Concurrently, the shift in model size and performance has brought about alterations in the network requirements for training large AI models compared to traditional models.
To cater to the demands of efficient distributed computing in large-scale training clusters, AI large model training processes typically involve various parallel computing modes, such as data parallelism, pipeline parallelism, and tensor parallelism. In these parallel modes, collective communication operations become essential among multiple computing devices. Moreover, the training process often adopts a synchronous mode, necessitating the completion of collective communication operations among multiple machines and multiple cards before proceeding to the next iteration or computation of training. Therefore, the design of an efficient cluster networking scheme in large-scale training clusters of AI large models is pivotal. This design aims to achieve low latency and high throughput in inter-machine communication, critical for reducing communication overhead during data synchronization among multiple machines and cards. This optimization contributes to improving the GPU's effective computation time ratio (GPU computation time / overall training time), a crucial factor in the efficiency enhancement of AI distributed training clusters. The following analysis will delve into the network requirements of AI large models, examining aspects such as scale, bandwidth, latency, stability, and network deployment.

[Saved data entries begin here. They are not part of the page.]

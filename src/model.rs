//! Remote model transport: the `PromptModel` trait and the Gemini client.
//!
//! This module is intentionally thin — all prompt engineering lives in
//! [`crate::prompts`] and all error-message interpretation in
//! [`crate::classify`], so the transport can be swapped (or mocked in tests)
//! without touching either.
//!
//! [`ModelError`] deliberately carries only the raw failure message the
//! remote side produced. Turning that message into a taxonomy error is the
//! caller's job via [`crate::classify::classify_remote_error`]; keeping the
//! two steps apart means the classification rules stay unit-testable against
//! plain strings.

use crate::error::Doc2PromptError;
use async_trait::async_trait;
use serde::{Deserialize, Serialize};
use std::time::Duration;
use tracing::{debug, warn};

/// One generation request, fully assembled.
#[derive(Debug, Clone)]
pub struct ModelRequest {
    /// Model identifier, e.g. "gemini-2.5-flash".
    pub model: String,
    /// The fixed multi-step directive (see [`crate::prompts`]).
    pub system_instruction: String,
    /// The delimiter-prefixed document text.
    pub user_content: String,
    /// Ask the service to enable its own retrieval/search augmentation.
    pub enable_search: bool,
}

/// A raw remote failure, before classification.
///
/// `message: None` models an error shape that carried no usable text
/// (classified as [`Doc2PromptError::UnknownError`]).
#[derive(Debug, Clone)]
pub struct ModelError {
    pub message: Option<String>,
}

impl ModelError {
    pub fn message(message: impl Into<String>) -> Self {
        Self {
            message: Some(message.into()),
        }
    }

    pub fn unknown() -> Self {
        Self { message: None }
    }
}

/// A text-in, text-out generative model.
///
/// The library ships [`GeminiClient`]; tests inject mocks through
/// [`crate::config::GenerationConfig::provider`]. Implementations must be
/// `Send + Sync` — the session holds the provider behind an `Arc`.
#[async_trait]
pub trait PromptModel: Send + Sync {
    /// Issue one generation call. No retries: a failure is returned as-is
    /// and surfaces immediately to the caller.
    async fn generate(&self, request: &ModelRequest) -> Result<String, ModelError>;
}

// ── Gemini REST wire types ───────────────────────────────────────────────

#[derive(Debug, Serialize)]
#[serde(rename_all = "camelCase")]
struct GenerateContentRequest {
    system_instruction: Content,
    contents: Vec<Content>,
    #[serde(skip_serializing_if = "Option::is_none")]
    tools: Option<Vec<Tool>>,
}

#[derive(Debug, Serialize, Deserialize)]
struct Content {
    #[serde(skip_serializing_if = "Option::is_none")]
    role: Option<String>,
    #[serde(default)]
    parts: Vec<Part>,
}

#[derive(Debug, Serialize, Deserialize)]
struct Part {
    #[serde(default)]
    text: Option<String>,
}

#[derive(Debug, Serialize)]
struct Tool {
    // Serialised as {"google_search": {}} — the service's own search tool.
    google_search: serde_json::Map<String, serde_json::Value>,
}

#[derive(Debug, Deserialize)]
#[serde(rename_all = "camelCase")]
struct GenerateContentResponse {
    #[serde(default)]
    candidates: Vec<Candidate>,
    #[serde(default)]
    prompt_feedback: Option<PromptFeedback>,
}

#[derive(Debug, Deserialize)]
struct Candidate {
    #[serde(default)]
    content: Option<Content>,
}

#[derive(Debug, Deserialize)]
#[serde(rename_all = "camelCase")]
struct PromptFeedback {
    #[serde(default)]
    block_reason: Option<String>,
}

#[derive(Debug, Deserialize)]
struct ApiErrorBody {
    #[serde(default)]
    error: Option<ApiError>,
}

#[derive(Debug, Deserialize)]
struct ApiError {
    #[serde(default)]
    message: Option<String>,
}

// ── Gemini client ────────────────────────────────────────────────────────

/// The Gemini `generateContent` REST endpoint.
///
/// One POST per [`PromptModel::generate`] call. The credential is held only
/// in memory, passed as the `key` query parameter, and never logged.
pub struct GeminiClient {
    client: reqwest::Client,
    base_url: String,
    credential: String,
}

/// Default API base URL.
pub const DEFAULT_API_BASE_URL: &str = "https://generativelanguage.googleapis.com/v1beta";

impl GeminiClient {
    /// Build a client for one session's credential.
    pub fn new(
        credential: impl Into<String>,
        base_url: impl Into<String>,
        timeout_secs: u64,
    ) -> Result<Self, Doc2PromptError> {
        let client = reqwest::Client::builder()
            .timeout(Duration::from_secs(timeout_secs))
            .build()
            .map_err(|e| Doc2PromptError::Internal(format!("HTTP client: {e}")))?;

        Ok(Self {
            client,
            base_url: base_url.into(),
            credential: credential.into(),
        })
    }

    fn endpoint(&self, model: &str) -> String {
        format!(
            "{}/models/{}:generateContent",
            self.base_url.trim_end_matches('/'),
            model
        )
    }
}

#[async_trait]
impl PromptModel for GeminiClient {
    async fn generate(&self, request: &ModelRequest) -> Result<String, ModelError> {
        let body = GenerateContentRequest {
            system_instruction: Content {
                role: None,
                parts: vec![Part {
                    text: Some(request.system_instruction.clone()),
                }],
            },
            contents: vec![Content {
                role: Some("user".to_string()),
                parts: vec![Part {
                    text: Some(request.user_content.clone()),
                }],
            }],
            tools: request.enable_search.then(|| {
                vec![Tool {
                    google_search: serde_json::Map::new(),
                }]
            }),
        };

        let url = self.endpoint(&request.model);
        debug!(model = %request.model, search = request.enable_search, "Sending generateContent request");

        let response = self
            .client
            .post(&url)
            .query(&[("key", self.credential.as_str())])
            .json(&body)
            .send()
            .await
            .map_err(|e| ModelError::message(e.to_string()))?;

        let status = response.status();
        if !status.is_success() {
            // Keep the numeric status in the message so the substring rules
            // for 500/503 classify server faults correctly.
            let body_text = response.text().await.unwrap_or_default();
            let api_message = serde_json::from_str::<ApiErrorBody>(&body_text)
                .ok()
                .and_then(|b| b.error)
                .and_then(|e| e.message)
                .unwrap_or(body_text);
            warn!(status = %status, "generateContent failed");
            return Err(ModelError::message(format!(
                "HTTP {}: {}",
                status.as_u16(),
                api_message
            )));
        }

        let parsed: GenerateContentResponse = response
            .json()
            .await
            .map_err(|e| ModelError::message(format!("malformed response body: {e}")))?;

        if let Some(reason) = parsed
            .prompt_feedback
            .as_ref()
            .and_then(|f| f.block_reason.as_deref())
        {
            // "blocked" in the message routes this to ContentBlocked.
            return Err(ModelError::message(format!(
                "request was blocked by the safety policy ({reason})"
            )));
        }

        let text: String = parsed
            .candidates
            .first()
            .and_then(|c| c.content.as_ref())
            .map(|content| {
                content
                    .parts
                    .iter()
                    .filter_map(|p| p.text.as_deref())
                    .collect::<Vec<_>>()
                    .join("")
            })
            .unwrap_or_default();

        debug!(chars = text.len(), "generateContent succeeded");
        Ok(text)
    }
}

#[cfg(test)]
mod tests {
    use super::*;

    #[test]
    fn endpoint_joins_base_and_model() {
        let client = GeminiClient::new("k", "https://example.test/v1beta/", 30).unwrap();
        assert_eq!(
            client.endpoint("gemini-2.5-flash"),
            "https://example.test/v1beta/models/gemini-2.5-flash:generateContent"
        );
    }

    #[test]
    fn request_body_serialises_search_tool() {
        let body = GenerateContentRequest {
            system_instruction: Content {
                role: None,
                parts: vec![Part {
                    text: Some("sys".into()),
                }],
            },
            contents: vec![Content {
                role: Some("user".into()),
                parts: vec![Part {
                    text: Some("doc".into()),
                }],
            }],
            tools: Some(vec![Tool {
                google_search: serde_json::Map::new(),
            }]),
        };
        let json = serde_json::to_value(&body).unwrap();
        assert_eq!(json["systemInstruction"]["parts"][0]["text"], "sys");
        assert_eq!(json["contents"][0]["role"], "user");
        assert_eq!(json["tools"][0]["google_search"], serde_json::json!({}));
    }

    #[test]
    fn request_body_omits_tools_when_search_disabled() {
        let body = GenerateContentRequest {
            system_instruction: Content {
                role: None,
                parts: vec![],
            },
            contents: vec![],
            tools: None,
        };
        let json = serde_json::to_value(&body).unwrap();
        assert!(json.get("tools").is_none());
    }

    #[test]
    fn response_parses_candidate_parts() {
        let raw = r#"{
            "candidates": [
                {"content": {"role": "model", "parts": [{"text": "Hello "}, {"text": "world"}]}}
            ]
        }"#;
        let parsed: GenerateContentResponse = serde_json::from_str(raw).unwrap();
        let text: String = parsed.candidates[0]
            .content
            .as_ref()
            .unwrap()
            .parts
            .iter()
            .filter_map(|p| p.text.as_deref())
            .collect();
        assert_eq!(text, "Hello world");
    }

    #[test]
    fn response_parses_block_reason() {
        let raw = r#"{"promptFeedback": {"blockReason": "SAFETY"}}"#;
        let parsed: GenerateContentResponse = serde_json::from_str(raw).unwrap();
        assert_eq!(
            parsed.prompt_feedback.unwrap().block_reason.as_deref(),
            Some("SAFETY")
        );
    }
}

Challenges in Scaling GPU Networks for Efficient Training of Ultra-Large AI Models
The computational demands of AI applications are experiencing exponential growth, with models expanding to massive scales. The parameters of artificial intelligence models have surged by a factor of a hundred thousand, and current AI large models boast parameter sizes ranging from hundreds of billions to trillions. Training such models undeniably requires substantial computational power. Additionally, ultra-large models impose high demands on memory. For instance, a 1 trillion parameter model utilizing 1-byte storage would consume 2 terabytes of storage space. Moreover, during the training process, intermediate variables generated by forward computation, gradients from backward computation, and optimizer states essential for parameter updates all need storage. These intermediate variables continuously increase within a single iteration. For instance, a training session using the Adam optimizer produces intermediate variables peaking at several times the size of the model parameters. Such high memory consumption implies that dozens to hundreds of GPUs are necessary to store the complete training process of a model.

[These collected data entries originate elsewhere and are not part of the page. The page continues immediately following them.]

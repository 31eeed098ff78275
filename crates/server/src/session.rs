// In-memory MCP session tracking for the HTTP transport

use chrono::{DateTime, Duration, Utc};
use std::collections::HashMap;
use std::sync::Arc;
use tokio::sync::RwLock;
use uuid::Uuid;

pub const DEFAULT_IDLE_TIMEOUT_SECS: u64 = 1800;
pub const DEFAULT_MAX_SESSIONS: usize = 1024;

#[derive(Debug, Clone)]
pub struct Session {
    pub id: String,
    pub client_name: Option<String>,
    pub created_at: DateTime<Utc>,
    pub last_seen: DateTime<Utc>,
}

impl Session {
    fn is_expired(&self, now: DateTime<Utc>, idle_timeout: Duration) -> bool {
        now - self.last_seen >= idle_timeout
    }
}

/// Sessions created by `initialize`.
///
/// Besides DELETE, idle sessions expire and a full store evicts its least
/// recently used entry.
#[derive(Debug, Clone)]
pub struct SessionStore {
    sessions: Arc<RwLock<HashMap<String, Session>>>,
    idle_timeout: Duration,
    max_sessions: usize,
}

impl Default for SessionStore {
    fn default() -> Self {
        Self::with_limits(DEFAULT_IDLE_TIMEOUT_SECS, DEFAULT_MAX_SESSIONS)
    }
}

impl SessionStore {
    pub fn with_limits(idle_timeout_secs: u64, max_sessions: usize) -> Self {
        let idle_timeout = i64::try_from(idle_timeout_secs)
            .ok()
            .and_then(Duration::try_seconds)
            .unwrap_or(Duration::MAX);

        Self {
            sessions: Arc::new(RwLock::new(HashMap::new())),
            idle_timeout,
            max_sessions: max_sessions.max(1),
        }
    }

    /// Start a session and return its id
    pub async fn create(&self, client_name: Option<String>) -> String {
        let now = Utc::now();
        let id = Uuid::new_v4().to_string();
        let session = Session {
            id: id.clone(),
            client_name,
            created_at: now,
            last_seen: now,
        };

        let mut sessions = self.sessions.write().await;
        let before = sessions.len();
        sessions.retain(|_, s| !s.is_expired(now, self.idle_timeout));
        if before > sessions.len() {
            tracing::debug!(expired = before - sessions.len(), "expired sessions dropped");
        }

        if sessions.len() >= self.max_sessions {
            let oldest = sessions
                .values()
                .min_by_key(|s| s.last_seen)
                .map(|s| s.id.clone());
            if let Some(oldest) = oldest {
                tracing::warn!(session = %oldest, "session store full, evicting least recently used");
                sessions.remove(&oldest);
            }
        }

        tracing::info!(session = %id, client = ?session.client_name, "session started");
        sessions.insert(id.clone(), session);
        id
    }

    /// Look up a live session and mark it as used; expired sessions are dropped
    pub async fn get(&self, id: &str) -> Option<Session> {
        let now = Utc::now();
        let mut sessions = self.sessions.write().await;

        let expired = sessions.get(id)?.is_expired(now, self.idle_timeout);
        if expired {
            sessions.remove(id);
            tracing::info!(session = %id, "session expired");
            return None;
        }

        let session = sessions.get_mut(id)?;
        session.last_seen = now;
        Some(session.clone())
    }

    /// End a session; `false` if it was unknown
    pub async fn remove(&self, id: &str) -> bool {
        let removed = self.sessions.write().await.remove(id);
        if let Some(session) = &removed {
            tracing::info!(
                session = %session.id,
                age_secs = (Utc::now() - session.created_at).num_seconds(),
                "session ended"
            );
        }
        removed.is_some()
    }

    pub async fn len(&self) -> usize {
        self.sessions.read().await.len()
    }
}

#[cfg(test)]
mod tests {
    use super::*;

    #[tokio::test]
    async fn test_session_lifecycle() {
        let store = SessionStore::default();
        let id = store.create(Some("vitest".to_string())).await;

        assert!(store.get(&id).await.is_some());
        assert_eq!(store.len().await, 1);
        assert_eq!(
            store.get(&id).await.unwrap().client_name.as_deref(),
            Some("vitest")
        );

        assert!(store.remove(&id).await);
        assert!(!store.remove(&id).await);
        assert!(store.get(&id).await.is_none());
    }

    #[tokio::test]
    async fn test_ids_are_unique() {
        let store = SessionStore::default();
        let a = store.create(None).await;
        let b = store.create(None).await;
        assert_ne!(a, b);
        assert_eq!(store.len().await, 2);
    }

    #[tokio::test]
    async fn test_idle_session_expires() {
        let store = SessionStore::with_limits(0, DEFAULT_MAX_SESSIONS);
        let id = store.create(None).await;

        assert!(store.get(&id).await.is_none());
        assert_eq!(store.len().await, 0);
    }

    #[tokio::test]
    async fn test_expired_sessions_are_pruned_on_create() {
        let store = SessionStore::with_limits(0, DEFAULT_MAX_SESSIONS);
        store.create(None).await;
        store.create(None).await;

        assert_eq!(store.len().await, 1);
    }

    #[tokio::test]
    async fn test_full_store_evicts_least_recently_used() {
        let store = SessionStore::with_limits(DEFAULT_IDLE_TIMEOUT_SECS, 2);
        let first = store.create(None).await;
        let second = store.create(None).await;

        // Touch the first one so the second becomes the eviction candidate
        tokio::time::sleep(std::time::Duration::from_millis(5)).await;
        assert!(store.get(&first).await.is_some());

        let third = store.create(None).await;

        assert_eq!(store.len().await, 2);
        assert!(store.get(&first).await.is_some());
        assert!(store.get(&second).await.is_none());
        assert!(store.get(&third).await.is_some());
    }
}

However, having a large number of GPUs alone is insufficient for training ultra-large models effectively. The key to enhancing training efficiency lies in adopting suitable parallelization methods. Currently, three main parallelization methods are employed for ultra-large models: data parallelism, pipeline parallelism, and tensor parallelism. All three parallelization methods are utilized in the training of models with parameter sizes ranging from hundreds of billions to trillions. Training ultra-large models necessitates clusters comprising thousands of GPUs. Initially, this may seem inferior compared to the interconnection scale of tens of thousands of servers in cloud data centers. However, in reality, interconnecting thousands of GPU nodes is more challenging due to the necessity for highly matched network capabilities and computational capabilities. Cloud data centers primarily employ CPU computation, and their network requirements typically range from 10 Gbps to 100 Gbps, utilizing traditional TCP transport layer protocols. In contrast, AI large model training employs GPU training, which exhibits computational power several orders of magnitude higher than CPUs. Consequently, the network demands range from 100 Gbps to 400 Gbps, and RDMA protocols are utilized to reduce transmission latency and enhance network throughput.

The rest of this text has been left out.